● WHAT YOU NEED TO DO: Return the following entries exactly, word for word.

● ENTRIES SHOWN:
static PURGE_EXPIRED_DATA: VariantDescriptor = VariantDescriptor {
    kind: PluginKind::PurgeExpiredData,
    attributes: &[
        DESCRIPTION,
        ENABLED,
        PLUGIN_TYPE,
        INVOKE_INTERNAL,
        req_str("datetime-attribute"),
        opt_str("datetime-json-field"),
        Attr::optional("datetime-format", Kind::Enum(&domains::DATETIME_FORMAT)),
        opt_str("custom-datetime-format"),
        opt_str("custom-timezone"),
        req_str("expiration-offset"),
        Attr::optional("purge-behavior", Kind::Enum(&domains::PURGE_BEHAVIOR)),
        opt_str("base-dn"),
        FILTER,
        POLLING_INTERVAL,
        MAX_UPDATES_PER_SECOND,
        PEER_SERVER_PRIORITY_INDEX,
        NUM_DELETE_THREADS,
    ],
    deletion: DeletionPolicy::Delete,
};

static REFERENTIAL_INTEGRITY: VariantDescriptor = VariantDescriptor {
    kind: PluginKind::ReferentialIntegrity,
    attributes: &[
        DESCRIPTION,
        ENABLED,
        PLUGIN_TYPE,
        INVOKE_INTERNAL,
        Attr::required("attribute-type", Kind::StringSet),
        BASE_DN,
        opt_str("log-file"),
        opt_str("update-interval"),
        Attr::optional("update-mode", Kind::Enum(&domains::REFERENTIAL_INTEGRITY_MODE)),
    ],
    deletion: DeletionPolicy::Delete,
};

static REFERRAL_ON_UPDATE: VariantDescriptor = VariantDescriptor {
    kind: PluginKind::ReferralOnUpdate,
    attributes: &[
        DESCRIPTION,
        ENABLED,
        PLUGIN_TYPE,
        INVOKE_INTERNAL,
        Attr::required("referral-base-url", Kind::StringSet),
        BASE_DN,
    ],
    deletion: DeletionPolicy::Delete,
};

static SEARCH_SHUTDOWN: VariantDescriptor = VariantDescriptor {
    kind: PluginKind::SearchShutdown,
    attributes: &[
        DESCRIPTION,
        ENABLED,
        PLUGIN_TYPE,
        INVOKE_INTERNAL,
        req_str("base-dn"),
        SCOPE,
        req_str("filter"),
        opt_set("include-attribute"),
        req_str("output-file"),
        opt_str("previous-file-extension"),
    ],
    deletion: DeletionPolicy::Delete,
};

static SEVEN_BIT_CLEAN: VariantDescriptor = VariantDescriptor {
    kind: PluginKind::SevenBitClean,
    attributes: &[
        DESCRIPTION,
        ENABLED,
        PLUGIN_TYPE,
        INVOKE_INTERNAL,
        opt_set("attribute-type"),
        BASE_DN,
    ],
    deletion: DeletionPolicy::Delete,
};

static SIMPLE_TO_EXTERNAL_BIND: VariantDescriptor = VariantDescriptor {
    kind: PluginKind::SimpleToExternalBind,
    attributes: &[
        DESCRIPTION,
        ENABLED,
        PLUGIN_TYPE,
        INVOKE_INTERNAL,
        CONNECTION_CRITERIA,
        REQUEST_CRITERIA,
    ],
    deletion: DeletionPolicy::Delete,
};

static SNMP_SUBAGENT: VariantDescriptor = VariantDescriptor {
    kind: PluginKind::SnmpSubagent,
    attributes: &[
        DESCRIPTION,
        ENABLED,
        PLUGIN_TYPE,
        INVOKE_INTERNAL,
        opt_str("context-name"),
        opt_str("agentx-address"),
        opt_int("agentx-port"),
        opt_int("num-worker-threads"),
        opt_str("session-timeout"),
        opt_str("connect-retry-max-wait"),
        opt_str("ping-interval"),
    ],
    deletion: DeletionPolicy::Delete,
};

static SUB_OPERATION_TIMING: VariantDescriptor = VariantDescriptor {
    kind: PluginKind::SubOperationTiming,
    attributes: &[
        DESCRIPTION,
        ENABLED,
        PLUGIN_TYPE,
        INVOKE_INTERNAL,
        REQUEST_CRITERIA,
        opt_int("num-most-expensive-phases-shown"),
    ],
    deletion: DeletionPolicy::Delete,
};

static THIRD_PARTY: VariantDescriptor = VariantDescriptor {
    kind: PluginKind::ThirdParty,
    attributes: &[
        DESCRIPTION,
        ENABLED,
        PLUGIN_TYPE,
        INVOKE_INTERNAL,
        EXTENSION_CLASS,
        EXTENSION_ARGUMENT,
    ],
    deletion: DeletionPolicy::Delete,
};

static UNIQUE_ATTRIBUTE: VariantDescriptor = VariantDescriptor {
    kind: PluginKind::UniqueAttribute,
    attributes: &[
        DESCRIPTION,
        ENABLED,
        PLUGIN_TYPE,
        INVOKE_INTERNAL,
        Attr::required("type", Kind::StringSet),
        Attr::optional(
            "multiple-attribute-behavior",
            Kind::Enum(&domains::MULTIPLE_ATTRIBUTE_BEHAVIOR),
        ),
        BASE_DN,
        opt_bool("prevent-conflicts-with-soft-deleted-entries"),
        FILTER,
    ],
    deletion: DeletionPolicy::Delete,
};

/// The static table for a variant.
pub(super) fn descriptor(kind: PluginKind) -> &'static VariantDescriptor {
    match kind {
        PluginKind::AttributeMapper => &ATTRIBUTE_MAPPER,
        PluginKind::ChangeSubscriptionNotification => &CHANGE_SUBSCRIPTION_NOTIFICATION,
        PluginKind::ChangelogPasswordEncryption => &CHANGELOG_PASSWORD_ENCRYPTION,
        PluginKind::CleanUpExpiredPingfederatePersistentSessions => {
            &CLEAN_UP_EXPIRED_PINGFEDERATE_PERSISTENT_SESSIONS
        }
        PluginKind::CleanUpInactivePingfederatePersistentSessions => {
            &CLEAN_UP_INACTIVE_PINGFEDERATE_PERSISTENT_SESSIONS
        }
        PluginKind::CoalesceModifications => &COALESCE_MODIFICATIONS,
        PluginKind::ComposedAttribute => &COMPOSED_ATTRIBUTE,
        PluginKind::Custom => &CUSTOM,
        PluginKind::Delay => &DELAY,
        PluginKind::DnMapper => &DN_MAPPER,
        PluginKind::GroovyScripted => &GROOVY_SCRIPTED,
        PluginKind::InternalSearchRate => &INTERNAL_SEARCH_RATE,
        PluginKind::LastAccessTime => &LAST_ACCESS_TIME,
        PluginKind::LdapResultCodeTracker => &LDAP_RESULT_CODE_TRACKER,
        PluginKind::MonitorHistory => &MONITOR_HISTORY,
        PluginKind::PassThroughAuthentication => &PASS_THROUGH_AUTHENTICATION,
        PluginKind::PasswordPolicyImport => &PASSWORD_POLICY_IMPORT,
        PluginKind::PeriodicGc => &PERIODIC_GC,
        PluginKind::PeriodicStatsLogger => &PERIODIC_STATS_LOGGER,
        PluginKind::PingOnePassThroughAuthentication => &PING_ONE_PASS_THROUGH_AUTHENTICATION,
        PluginKind::ProcessingTimeHistogram => &PROCESSING_TIME_HISTOGRAM,
        PluginKind::Profiler => &PROFILER,
        PluginKind::PurgeExpiredData => &PURGE_EXPIRED_DATA,
        PluginKind::ReferentialIntegrity => &REFERENTIAL_INTEGRITY,
        PluginKind::ReferralOnUpdate => &REFERRAL_ON_UPDATE,
        PluginKind::SearchShutdown => &SEARCH_SHUTDOWN,
        PluginKind::SevenBitClean => &SEVEN_BIT_CLEAN,
        PluginKind::SimpleToExternalBind => &SIMPLE_TO_EXTERNAL_BIND,
        PluginKind::SnmpSubagent => &SNMP_SUBAGENT,
        PluginKind::SubOperationTiming => &SUB_OPERATION_TIMING,
        PluginKind::ThirdParty => &THIRD_PARTY,
        PluginKind::UniqueAttribute => &UNIQUE_ATTRIBUTE,
    }
}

● RESPONSE:
static PURGE_EXPIRED_DATA: VariantDescriptor = VariantDescriptor {
    kind: PluginKind::PurgeExpiredData,
    attributes: &[
        DESCRIPTION,
        ENABLED,
        PLUGIN_TYPE,
        INVOKE_INTERNAL,
        req_str("datetime-attribute"),
        opt_str("datetime-json-field"),
        Attr::optional("datetime-format", Kind::Enum(&domains::DATETIME_FORMAT)),
        opt_str("custom-datetime-format"),
        opt_str("custom-timezone"),
        req_str("expiration-offset"),
        Attr::optional("purge-behavior", Kind::Enum(&domains::PURGE_BEHAVIOR)),
        opt_str("base-dn"),
        FILTER,
        POLLING_INTERVAL,
        MAX_UPDATES_PER_SECOND,
        PEER_SERVER_PRIORITY_INDEX,
        NUM_DELETE_THREADS,
    ],
    deletion: DeletionPolicy::Delete,
};

static REFERENTIAL_INTEGRITY: VariantDescriptor = VariantDescriptor {
    kind: PluginKind::ReferentialIntegrity,
    attributes: &[
        DESCRIPTION,
        ENABLED,
        PLUGIN_TYPE,
        INVOKE_INTERNAL,
        Attr::required("attribute-type", Kind::StringSet),
        BASE_DN,
        opt_str("log-file"),
        opt_str("update-interval"),
        Attr::optional("update-mode", Kind::Enum(&domains::REFERENTIAL_INTEGRITY_MODE)),
    ],
    deletion: DeletionPolicy::Delete,
};

static REFERRAL_ON_UPDATE: VariantDescriptor = VariantDescriptor {
    kind: PluginKind::ReferralOnUpdate,
    attributes: &[
        DESCRIPTION,
        ENABLED,
        PLUGIN_TYPE,
        INVOKE_INTERNAL,
        Attr::required("referral-base-url", Kind::StringSet),
        BASE_DN,
    ],
    deletion: DeletionPolicy::Delete,
};

static SEARCH_SHUTDOWN: VariantDescriptor = VariantDescriptor {
    kind: PluginKind::SearchShutdown,
    attributes: &[
        DESCRIPTION,
        ENABLED,
        PLUGIN_TYPE,
        INVOKE_INTERNAL,
        req_str("base-dn"),
        SCOPE,
        req_str("filter"),
        opt_set("include-attribute"),
        req_str("output-file"),
        opt_str("previous-file-extension"),
    ],
    deletion: DeletionPolicy::Delete,
};

static SEVEN_BIT_CLEAN: VariantDescriptor = VariantDescriptor {
    kind: PluginKind::SevenBitClean,
    attributes: &[
        DESCRIPTION,
        ENABLED,
        PLUGIN_TYPE,
        INVOKE_INTERNAL,
        opt_set("attribute-type"),
        BASE_DN,
    ],
    deletion: DeletionPolicy::Delete,
};

static SIMPLE_TO_EXTERNAL_BIND: VariantDescriptor = VariantDescriptor {
    kind: PluginKind::SimpleToExternalBind,
    attributes: &[
        DESCRIPTION,
        ENABLED,
        PLUGIN_TYPE,
        INVOKE_INTERNAL,
        CONNECTION_CRITERIA,
        REQUEST_CRITERIA,
    ],
    deletion: DeletionPolicy::Delete,
};

static SNMP_SUBAGENT: VariantDescriptor = VariantDescriptor {
    kind: PluginKind::SnmpSubagent,
    attributes: &[
        DESCRIPTION,
        ENABLED,
        PLUGIN_TYPE,
        INVOKE_INTERNAL,
        opt_str("context-name"),
        opt_str("agentx-address"),
        opt_int("agentx-port"),
        opt_int("num-worker-threads"),
        opt_str("session-timeout"),
        opt_str("connect-retry-max-wait"),
        opt_str("ping-interval"),
    ],
    deletion: DeletionPolicy::Delete,
};

static SUB_OPERATION_TIMING: VariantDescriptor = VariantDescriptor {
    kind: PluginKind::SubOperationTiming,
    attributes: &[
        DESCRIPTION,
        ENABLED,
        PLUGIN_TYPE,
        INVOKE_INTERNAL,
        REQUEST_CRITERIA,
        opt_int("num-most-expensive-phases-shown"),
    ],
    deletion: DeletionPolicy::Delete,
};

static THIRD_PARTY: VariantDescriptor = VariantDescriptor {
    kind: PluginKind::ThirdParty,
    attributes: &[
        DESCRIPTION,
        ENABLED,
        PLUGIN_TYPE,
        INVOKE_INTERNAL,
        EXTENSION_CLASS,
        EXTENSION_ARGUMENT,
    ],
    deletion: DeletionPolicy::Delete,
};

static UNIQUE_ATTRIBUTE: VariantDescriptor = VariantDescriptor {
    kind: PluginKind::UniqueAttribute,
    attributes: &[
        DESCRIPTION,
        ENABLED,
        PLUGIN_TYPE,
        INVOKE_INTERNAL,
        Attr::required("type", Kind::StringSet),
        Attr::optional(
            "multiple-attribute-behavior",
            Kind::Enum(&domains::MULTIPLE_ATTRIBUTE_BEHAVIOR),
        ),
        BASE_DN,
        opt_bool("prevent-conflicts-with-soft-deleted-entries"),
        FILTER,
    ],
    deletion: DeletionPolicy::Delete,
};

/// The static table for a variant.
pub(super) fn descriptor(kind: PluginKind) -> &'static VariantDescriptor {
    match kind {
        PluginKind::AttributeMapper => &ATTRIBUTE_MAPPER,
        PluginKind::ChangeSubscriptionNotification => &CHANGE_SUBSCRIPTION_NOTIFICATION,
        PluginKind::ChangelogPasswordEncryption => &CHANGELOG_PASSWORD_ENCRYPTION,
        PluginKind::CleanUpExpiredPingfederatePersistentSessions => {
            &CLEAN_UP_EXPIRED_PINGFEDERATE_PERSISTENT_SESSIONS
        }
        PluginKind::CleanUpInactivePingfederatePersistentSessions => {
            &CLEAN_UP_INACTIVE_PINGFEDERATE_PERSISTENT_SESSIONS
        }
        PluginKind::CoalesceModifications => &COALESCE_MODIFICATIONS,
        PluginKind::ComposedAttribute => &COMPOSED_ATTRIBUTE,
        PluginKind::Custom => &CUSTOM,
        PluginKind::Delay => &DELAY,
        PluginKind::DnMapper => &DN_MAPPER,
        PluginKind::GroovyScripted => &GROOVY_SCRIPTED,
        PluginKind::InternalSearchRate => &INTERNAL_SEARCH_RATE,
        PluginKind::LastAccessTime => &LAST_ACCESS_TIME,
        PluginKind::LdapResultCodeTracker => &LDAP_RESULT_CODE_TRACKER,
        PluginKind::MonitorHistory => &MONITOR_HISTORY,
        PluginKind::PassThroughAuthentication => &PASS_THROUGH_AUTHENTICATION,
        PluginKind::PasswordPolicyImport => &PASSWORD_POLICY_IMPORT,
        PluginKind::PeriodicGc => &PERIODIC_GC,
        PluginKind::PeriodicStatsLogger => &PERIODIC_STATS_LOGGER,
        PluginKind::PingOnePassThroughAuthentication => &PING_ONE_PASS_THROUGH_AUTHENTICATION,
        PluginKind::ProcessingTimeHistogram => &PROCESSING_TIME_HISTOGRAM,
        PluginKind::Profiler => &PROFILER,
        PluginKind::PurgeExpiredData => &PURGE_EXPIRED_DATA,
        PluginKind::ReferentialIntegrity => &REFERENTIAL_INTEGRITY,
        PluginKind::ReferralOnUpdate => &REFERRAL_ON_UPDATE,
        PluginKind::SearchShutdown => &SEARCH_SHUTDOWN,
        PluginKind::SevenBitClean => &SEVEN_BIT_CLEAN,
        PluginKind::SimpleToExternalBind => &SIMPLE_TO_EXTERNAL_BIND,
        PluginKind::SnmpSubagent => &SNMP_SUBAGENT,
        PluginKind::SubOperationTiming => &SUB_OPERATION_TIMING,
        PluginKind::ThirdParty => &THIRD_PARTY,
        PluginKind::UniqueAttribute => &UNIQUE_ATTRIBUTE,
    }
}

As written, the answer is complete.